[PATCH] drm/dp_mst: Clear MSG_RDY flag before sending new message

Tue Apr 18 09:42:18 UTC 2023

[Public]

Hi Jani Nikula,

Appreciate your time and feedback! Will adjust the patch.
Some comments inline.

> -----Original Message-----
> From: Jani Nikula <jani.nikula at intel.com>
> Sent: Tuesday, April 18, 2023 4:53 PM
> To: Lin, Wayne <Wayne.Lin at amd.com>; dri-devel at lists.freedesktop.org;
> amd-gfx at lists.freedesktop.org
> Cc: lyude at redhat.com; imre.deak at intel.com; ville.syrjala at linux.intel.com;
> Wentland, Harry <Harry.Wentland at amd.com>; Zuo, Jerry
> <Jerry.Zuo at amd.com>; Lin, Wayne <Wayne.Lin at amd.com>;
> stable at vger.kernel.org
> Subject: Re: [PATCH] drm/dp_mst: Clear MSG_RDY flag before sending new
> message
> 
> On Tue, 18 Apr 2023, Wayne Lin <Wayne.Lin at amd.com> wrote:
> > [Why & How]
> > The sequence for collecting down_reply/up_request from source
> > perspective should be:
> >
> > Request_n->repeat (get partial reply of Request_n->clear message ready
> > flag to ack DPRX that the message is received) till all partial
> > replies for Request_n are received->new Request_n+1.
> >
> > While assembling partial reply packets, reading out DPCD DOWN_REP
> > Sideband MSG buffer + clearing DOWN_REP_MSG_RDY flag should be
> wrapped
> > up as a complete operation for reading out a reply packet.
> > Kicking off a new request before clearing DOWN_REP_MSG_RDY flag might
> > be risky. e.g.

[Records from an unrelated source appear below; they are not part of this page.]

//! Execution of replicated commands.

use super::{ReplCommand, ReplCommandArg};
use replidb_core::{
    CommandResult, CreateCollectionCommand, CreateIndexesCommand, DropCollectionCommand,
    DropDatabaseCommand, DropIndexesCommand, ErrorCode, RenameCollectionCommand, Request,
    WriteTransaction,
};
use tracing::debug;

/// Runs replicated commands against a write transaction.
///
/// Replays must be idempotent, so outcomes that only mean "already done"
/// are accepted: creating an existing collection, dropping a missing
/// collection or index, and renaming a collection that was already moved.
#[derive(Debug, Clone, Copy, Default)]
pub struct ReplCommandExecutor;

impl ReplCommandExecutor {
    /// Creates an executor.
    pub fn new() -> Self {
        Self
    }

    /// Executes `arg` within `txn`.
    ///
    /// # Errors
    ///
    /// Returns the not-ok status of the underlying store command.
    pub fn execute(
        &self,
        request: &Request,
        arg: ReplCommandArg,
        txn: &mut WriteTransaction<'_>,
    ) -> CommandResult<()> {
        let command = arg.command();
        let outcome = match arg {
            ReplCommandArg::Create(arg) => txn.execute(request, &CreateCollectionCommand, arg),
            ReplCommandArg::CreateIndexes(arg) => txn
                .execute(request, &CreateIndexesCommand, arg)
                .map(|created| debug!(created, "replicated createIndexes")),
            ReplCommandArg::Drop(arg) => txn.execute(request, &DropCollectionCommand, arg),
            ReplCommandArg::DropDatabase => txn
                .execute(request, &DropDatabaseCommand, ())
                .map(|dropped| debug!(dropped, db = %request.database, "replicated dropDatabase")),
            ReplCommandArg::DropIndexes(arg) => txn
                .execute(request, &DropIndexesCommand, arg)
                .map(|dropped| debug!(dropped, "replicated dropIndexes")),
            ReplCommandArg::RenameCollection(arg) => {
                let already_moved = !txn.has_collection(&arg.from) && txn.has_collection(&arg.to);
                if already_moved {
                    debug!(from = %arg.from, to = %arg.to, "rename already applied");
                    return Ok(());
                }
                txn.execute(request, &RenameCollectionCommand, arg)
            }
        };

        match outcome {
            Err(err) if is_already_done(command, err.code) => {
                debug!(command = command.name(), error = %err, "command already applied");
                Ok(())
            }
            other => other,
        }
    }
}

fn is_already_done(command: ReplCommand, code: ErrorCode) -> bool {
    matches!(
        (command, code),
        (ReplCommand::Create, ErrorCode::NamespaceExists)
            | (ReplCommand::Drop, ErrorCode::NamespaceNotFound)
            | (ReplCommand::DropIndexes, ErrorCode::NamespaceNotFound)
            | (ReplCommand::DropIndexes, ErrorCode::IndexNotFound)
    )
}

#[cfg(test)]
mod tests {
    use super::*;
    use replidb_core::{
        CreateCollectionArgument, Database, DropCollectionArgument, DropIndexesArgument,
        IndexSelector, Namespace, RenameCollectionArgument,
    };

    fn run(db: &Database, args: Vec<ReplCommandArg>) -> CommandResult<()> {
        let mut txn = db.begin_write();
        for arg in args {
            ReplCommandExecutor::new().execute(&Request::internal("app"), arg, &mut txn)?;
        }
        txn.commit().map_err(|e| replidb_core::CommandError::new(ErrorCode::Unknown, e.to_string()))
    }

    #[test]
    fn replays_are_idempotent() {
        let db = Database::replica();
        let create = || ReplCommandArg::Create(CreateCollectionArgument::new("c"));
        run(&db, vec![create(), create()]).unwrap();
        assert!(db.has_collection(&Namespace::new("app", "c")));

        let drop_index = || {
            ReplCommandArg::DropIndexes(DropIndexesArgument::new(
                "c",
                IndexSelector::Name("missing".into()),
            ))
        };
        let drop = || ReplCommandArg::Drop(DropCollectionArgument::new("c"));
        run(&db, vec![drop_index(), drop(), drop(), drop_index()]).unwrap();
        assert!(!db.has_collection(&Namespace::new("app", "c")));
    }

    #[test]
    fn rename_replay_is_tolerated() {
        let db = Database::replica();
        let rename = || {
            ReplCommandArg::RenameCollection(RenameCollectionArgument::new(
                Namespace::new("app", "a"),
                Namespace::new("app", "b"),
                false,
            ))
        };
        run(
            &db,
            vec![ReplCommandArg::Create(CreateCollectionArgument::new("a")), rename(), rename()],
        )
        .unwrap();
        assert_eq!(db.collection_names("app"), vec!["b".to_string()]);

        // Neither side exists: a real failure.
        let err = run(&Database::replica(), vec![rename()]).unwrap_err();
        assert_eq!(err.code, ErrorCode::NamespaceNotFound);
    }

    #[test]
    fn user_requests_are_rejected_on_replicas() {
        let db = Database::replica();
        let mut txn = db.begin_write();
        let err = ReplCommandExecutor::new()
            .execute(
                &Request::user("app"),
                ReplCommandArg::Create(CreateCollectionArgument::new("c")),
                &mut txn,
            )
            .unwrap_err();
        assert_eq!(err.code, ErrorCode::NotWritablePrimary);
    }
}
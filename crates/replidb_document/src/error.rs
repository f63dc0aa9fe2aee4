//! Error types for the document crate.

use thiserror::Error;

/// Result type for document operations.
pub type DocumentResult<T> = Result<T, DocumentError>;

/// Errors that can occur while reading or modifying documents.
#[derive(Error, Debug, Clone, PartialEq, Eq)]
pub enum DocumentError {
    /// A dotted path was empty or contained an empty segment.
    #[error("invalid field path: '{path}'")]
    InvalidPath {
        /// The offending path.
        path: String,
    },

    /// A path traversed through a value that is not a document.
    #[error("cannot traverse '{path}': '{segment}' is not a document")]
    NotADocument {
        /// The full path being traversed.
        path: String,
        /// The segment whose value is not a document.
        segment: String,
    },

    /// A value had an unexpected type.
    #[error("type mismatch for '{field}': expected {expected}, found {found}")]
    TypeMismatch {
        /// Field name.
        field: String,
        /// Expected type name.
        expected: &'static str,
        /// Actual type name.
        found: &'static str,
    },

    /// A required field was missing.
    #[error("missing field '{field}'")]
    MissingField {
        /// Field name.
        field: String,
    },
}

impl DocumentError {
    /// Creates an invalid path error.
    pub fn invalid_path(path: impl Into<String>) -> Self {
        Self::InvalidPath { path: path.into() }
    }

    /// Creates a missing field error.
    pub fn missing_field(field: impl Into<String>) -> Self {
        Self::MissingField {
            field: field.into(),
        }
    }
}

If the reply of the new request has overwritten the
> > DPRX DOWN_REP Sideband MSG buffer before source writing ack to clear
> > DOWN_REP_MSG_RDY flag, source then unintentionally flushes the reply
> > for the new request. Should handle the up request in the same way.
> >
> > In drm_dp_mst_hpd_irq(), we don't clear MSG_RDY flag before caliing
> > drm_dp_mst_kick_tx(). Fix that.
> >
> > Signed-off-by: Wayne Lin <Wayne.Lin at amd.com>
> > Cc: stable at vger.kernel.org
> > ---
> >  .../gpu/drm/amd/display/amdgpu_dm/amdgpu_dm.c |  2 ++
> > drivers/gpu/drm/display/drm_dp_mst_topology.c | 22
> +++++++++++++++++++
> >  drivers/gpu/drm/i915/display/intel_dp.c       |  3 +++
> >  drivers/gpu/drm/nouveau/dispnv50/disp.c       |  2 ++
> >  4 files changed, 29 insertions(+)
> >
> > diff --git a/drivers/gpu/drm/amd/display/amdgpu_dm/amdgpu_dm.c
> > b/drivers/gpu/drm/amd/display/amdgpu_dm/amdgpu_dm.c
> > index 77277d90b6e2..5313a5656598 100644
> > --- a/drivers/gpu/drm/amd/display/amdgpu_dm/amdgpu_dm.c
> > +++ b/drivers/gpu/drm/amd/display/amdgpu_dm/amdgpu_dm.c
> > @@ -3166,6 +3166,8 @@ static void dm_handle_mst_sideband_msg(struct
> amdgpu_dm_connector *aconnector)
> >  			for (retry = 0; retry < 3; retry++) {
> >  				uint8_t wret;
> >
> > +				/* MSG_RDY ack is done in drm*/
> > +				esi[1] &= ~(DP_DOWN_REP_MSG_RDY |
> DP_UP_REQ_MSG_RDY);
> 
> Why do the masking within the retry loop?
> 
> >  				wret = drm_dp_dpcd_write(
> >  					&aconnector->dm_dp_aux.aux,
> >  					dpcd_addr + 1,
> > diff --git a/drivers/gpu/drm/display/drm_dp_mst_topology.c
> > b/drivers/gpu/drm/display/drm_dp_mst_topology.c
> > index 51a46689cda7..02aad713c67c 100644
> > --- a/drivers/gpu/drm/display/drm_dp_mst_topology.c
> > +++ b/drivers/gpu/drm/display/drm_dp_mst_topology.c
> > @@ -4054,6 +4054,9 @@ int drm_dp_mst_hpd_irq(struct
> > drm_dp_mst_topology_mgr *mgr, u8 *esi, bool *handl  {
> >  	int ret = 0;
> >  	int sc;
> > +	const int tosend = 1;
> > +	int retries = 0;
> > +	u8 buf = 0;
> 
> All of these should be in tighter scope.
> 
> >  	*handled = false;
> >  	sc = DP_GET_SINK_COUNT(esi[0]);
> >
> > @@ -4072,6 +4075,25 @@ int drm_dp_mst_hpd_irq(struct
> drm_dp_mst_topology_mgr *mgr, u8 *esi, bool *handl
> >  		*handled = true;
> >  	}
> >
> > +	if (*handled) {
> 
> That should check for DP_DOWN_REP_MSG_RDY and
> DP_UP_REQ_MSG_RDY only, right? If those are not set, we didn't do
> anything with them, and should not ack.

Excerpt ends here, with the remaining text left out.